I've seen two different lambda expressions for the logical NOT function.

One of them just applies its parameter to constants true and false internally in a reverse order:

$NOT \;\;=\;\; \lambda x.\; x \; \mbox{false}\; \mbox{true} \;\;=\;\; \lambda x. \; x \; (\lambda t.\lambda f.f) \; (\lambda t. \lambda f. t ) $

and the other one which captures two more parameters instead of passing them to the returned function externally, and applies $x$ to them in reverse order too:

$NOT \;\;=\;\; \lambda x. \; \lambda t.\lambda f.xft$

of which the other one seems a bit simpler (and it is also simpler when encoded in binary).

So my question is this:

Is there any transformation which could get me from one of these representations to the other?
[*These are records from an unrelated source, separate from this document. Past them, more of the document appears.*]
use crate::foundation::core::{Canvas, as_written};
use crate::foundation::error::{BeatshadeError, BeatshadeResult};
use crate::graph::strategy::ShadingStrategy;
use crate::graph::{Filter, FilterGraph, Label, Stage};

/// Output geometry and luma-key settings shared by every strategy.
#[derive(Clone, Copy, Debug, PartialEq, serde::Serialize, serde::Deserialize)]
#[serde(default)]
pub struct Layout {
    pub width: u32,
    pub height: u32,
    pub fps: u32,
    /// Luma above which pixels are isolated for recoloring, in `[0, 1]`.
    pub key_threshold: f64,
    pub key_tolerance: f64,
    pub key_softness: f64,
}

impl Default for Layout {
    fn default() -> Self {
        Self {
            width: 1728,
            height: 1920,
            fps: 60,
            key_threshold: 0.2,
            key_tolerance: 0.3,
            key_softness: 0.2,
        }
    }
}

impl Layout {
    pub fn canvas(&self) -> Canvas {
        Canvas {
            width: self.width,
            height: self.height,
        }
    }

    pub fn validate(&self) -> BeatshadeResult<()> {
        self.canvas().validate()?;
        if self.fps == 0 {
            return Err(BeatshadeError::validation("fps must be > 0"));
        }
        for (name, v) in [
            ("key_threshold", self.key_threshold),
            ("key_tolerance", self.key_tolerance),
            ("key_softness", self.key_softness),
        ] {
            if !(0.0..=1.0).contains(&as_written(v)) {
                return Err(BeatshadeError::validation(format!(
                    "{name} must be in [0, 1], got {v}"
                )));
            }
        }
        Ok(())
    }
}

/// Name of the graph's video output.
pub const FINAL_LABEL: &str = "final";

/// Assemble the processing graph for `strategy`.
///
/// Layout: normalize `0:v` to the canvas, fan it out to one branch per strategy branch, key
/// each branch on luma, recolor the keyed foreground and overlay it on its own background,
/// then let the strategy join the branches. A single branch writes `[final]` directly.
#[tracing::instrument(skip_all, fields(strategy = strategy.name()))]
pub fn build(strategy: &dyn ShadingStrategy, layout: &Layout) -> BeatshadeResult<FilterGraph> {
    layout.validate()?;
    strategy.validate()?;

    let n = strategy.branch_count();
    if n == 0 {
        return Err(BeatshadeError::validation(
            "strategy must produce at least one branch",
        ));
    }

    let mut stages = Vec::with_capacity(2 + n * 4 + n.saturating_sub(1));
    let base = Label::new("base");
    stages.push(normalize_stage(layout, base.clone()));

    let branch_inputs = if n == 1 {
        vec![base]
    } else {
        let fanout: Vec<Label> = (0..n).map(|i| Label::new(format!("base{i}"))).collect();
        stages.push(Stage::new(
            [base],
            [Filter::new("split").positional(n)],
            fanout.clone(),
        ));
        fanout
    };

    let final_label = Label::new(FINAL_LABEL);
    let mut shaded = Vec::with_capacity(n);
    for (i, input) in branch_inputs.into_iter().enumerate() {
        let out = if n == 1 {
            final_label.clone()
        } else {
            Label::new(format!("shade{i}"))
        };
        let treatment = strategy.treatment(i);
        if treatment.is_empty() {
            return Err(BeatshadeError::validation(format!(
                "strategy '{}' returned no treatment for branch {i}",
                strategy.name()
            )));
        }
        stages.extend(branch_stages(i, input, layout, treatment, out.clone()));
        shaded.push(out);
    }

    if n > 1 {
        stages.extend(strategy.sequence(&shaded, &final_label)?);
    }

    let graph = FilterGraph::new(stages, final_label)?;
    tracing::debug!(stages = graph.stages().len(), "built filter graph");
    Ok(graph)
}

fn normalize_stage(layout: &Layout, out: Label) -> Stage {
    Stage::new(
        [Label::input_video(0)],
        [
            Filter::new("scale")
                .positional(layout.width)
                .positional(layout.height)
                .arg("force_original_aspect_ratio", "increase"),
            Filter::new("crop")
                .positional(layout.width)
                .positional(layout.height),
            Filter::new("fps").positional(layout.fps),
        ],
        [out],
    )
}

fn branch_stages(
    i: usize,
    input: Label,
    layout: &Layout,
    treatment: Vec<Filter>,
    out: Label,
) -> [Stage; 4] {
    let bg = Label::new(format!("bg{i}"));
    let fg = Label::new(format!("fg{i}"));
    let keyed = Label::new(format!("keyed{i}"));
    let colored = Label::new(format!("colored{i}"));

    [
        Stage::new(
            [input],
            [Filter::new("split").positional(2)],
            [bg.clone(), fg.clone()],
        ),
        Stage::new(
            [fg],
            [Filter::new("lumakey")
                .num("threshold", layout.key_threshold)
                .num("tolerance", layout.key_tolerance)
                .num("softness", layout.key_softness)],
            [keyed.clone()],
        ),
        Stage::new([keyed], treatment, [colored.clone()]),
        Stage::new(
            [bg, colored],
            [Filter::new("overlay").positional(0).positional(0)],
            [out],
        ),
    ]
}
I see they are equivalent "extensionally", that is, both produce the same results. But I'd like to "prove" it somehow by algebraic transformations, such as those for alpha, beta and eta conversions. Unfortunately, none of these can help me in this case: Alpha is just for renaming. Beta works only for function calls, but we don't have any function call here which could be reduced, since $x$ is free in the function body (not the whole expression, though) in all these expressions until we actually call NOT on something. The most close one seems to be the eta, which is related to extensional equivalence and forwarding parameters, but when the parameters are being reversed, it's not a simple forwarding anymore and eta doesn't seem to apply here.

Is there any more conversion rule I'm missing?

(Well, I guess they won't just skip two Greek letters from no particular reason, wouldn't they?)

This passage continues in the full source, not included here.